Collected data
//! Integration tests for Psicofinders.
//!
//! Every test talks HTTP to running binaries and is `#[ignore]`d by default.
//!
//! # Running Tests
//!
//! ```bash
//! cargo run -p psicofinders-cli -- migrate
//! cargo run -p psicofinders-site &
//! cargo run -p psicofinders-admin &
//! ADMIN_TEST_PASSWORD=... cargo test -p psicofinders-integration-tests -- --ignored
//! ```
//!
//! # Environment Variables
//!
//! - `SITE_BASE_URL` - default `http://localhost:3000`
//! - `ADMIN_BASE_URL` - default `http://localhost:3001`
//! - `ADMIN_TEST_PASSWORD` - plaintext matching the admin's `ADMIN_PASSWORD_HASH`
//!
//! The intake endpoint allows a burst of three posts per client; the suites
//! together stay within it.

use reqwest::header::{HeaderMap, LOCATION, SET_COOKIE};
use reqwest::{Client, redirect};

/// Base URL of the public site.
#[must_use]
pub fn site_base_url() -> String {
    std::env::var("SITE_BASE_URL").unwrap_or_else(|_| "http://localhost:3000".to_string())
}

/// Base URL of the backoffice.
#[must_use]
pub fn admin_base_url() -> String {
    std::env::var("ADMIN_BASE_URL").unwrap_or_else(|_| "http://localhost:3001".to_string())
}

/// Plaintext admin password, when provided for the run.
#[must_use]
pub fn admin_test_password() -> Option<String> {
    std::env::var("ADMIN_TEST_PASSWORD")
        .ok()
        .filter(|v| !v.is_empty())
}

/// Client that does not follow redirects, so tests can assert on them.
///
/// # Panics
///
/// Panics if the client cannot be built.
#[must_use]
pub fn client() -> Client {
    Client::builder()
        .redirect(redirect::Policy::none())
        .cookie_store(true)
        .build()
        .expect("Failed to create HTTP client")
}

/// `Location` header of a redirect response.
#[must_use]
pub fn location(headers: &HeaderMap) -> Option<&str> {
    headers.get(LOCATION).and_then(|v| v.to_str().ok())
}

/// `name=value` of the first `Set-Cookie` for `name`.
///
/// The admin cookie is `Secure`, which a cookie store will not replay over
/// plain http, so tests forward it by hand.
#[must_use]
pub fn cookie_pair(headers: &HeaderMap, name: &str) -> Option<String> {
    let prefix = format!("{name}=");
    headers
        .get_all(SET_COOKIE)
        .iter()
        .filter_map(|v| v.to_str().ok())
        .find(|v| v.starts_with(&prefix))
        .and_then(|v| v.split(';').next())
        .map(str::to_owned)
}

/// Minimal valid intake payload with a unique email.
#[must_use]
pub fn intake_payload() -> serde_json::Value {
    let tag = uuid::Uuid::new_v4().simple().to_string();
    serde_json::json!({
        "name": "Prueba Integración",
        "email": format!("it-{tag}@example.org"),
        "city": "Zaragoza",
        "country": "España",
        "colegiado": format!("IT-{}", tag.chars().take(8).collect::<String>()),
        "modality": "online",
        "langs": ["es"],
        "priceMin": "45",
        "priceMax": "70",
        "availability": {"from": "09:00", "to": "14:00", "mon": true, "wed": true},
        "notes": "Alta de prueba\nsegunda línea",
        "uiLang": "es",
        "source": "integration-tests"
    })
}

■ Assignment ■
Each line from the one holding "to create HTTP" to the end of the data above goes into the answer exactly as written, and no other line does.

■ Task answer ■
        .expect("Failed to create HTTP client")
}

/// `Location` header of a redirect response.
#[must_use]
pub fn location(headers: &HeaderMap) -> Option<&str> {
    headers.get(LOCATION).and_then(|v| v.to_str().ok())
}

/// `name=value` of the first `Set-Cookie` for `name`.
///
/// The admin cookie is `Secure`, which a cookie store will not replay over
/// plain http, so tests forward it by hand.
#[must_use]
pub fn cookie_pair(headers: &HeaderMap, name: &str) -> Option<String> {
    let prefix = format!("{name}=");
    headers
        .get_all(SET_COOKIE)
        .iter()
        .filter_map(|v| v.to_str().ok())
        .find(|v| v.starts_with(&prefix))
        .and_then(|v| v.split(';').next())
        .map(str::to_owned)
}

/// Minimal valid intake payload with a unique email.
#[must_use]
pub fn intake_payload() -> serde_json::Value {
    let tag = uuid::Uuid::new_v4().simple().to_string();
    serde_json::json!({
        "name": "Prueba Integración",
        "email": format!("it-{tag}@example.org"),
        "city": "Zaragoza",
        "country": "España",
        "colegiado": format!("IT-{}", tag.chars().take(8).collect::<String>()),
        "modality": "online",
        "langs": ["es"],
        "priceMin": "45",
        "priceMax": "70",
        "availability": {"from": "09:00", "to": "14:00", "mon": true, "wed": true},
        "notes": "Alta de prueba\nsegunda línea",
        "uiLang": "es",
        "source": "integration-tests"
    })
}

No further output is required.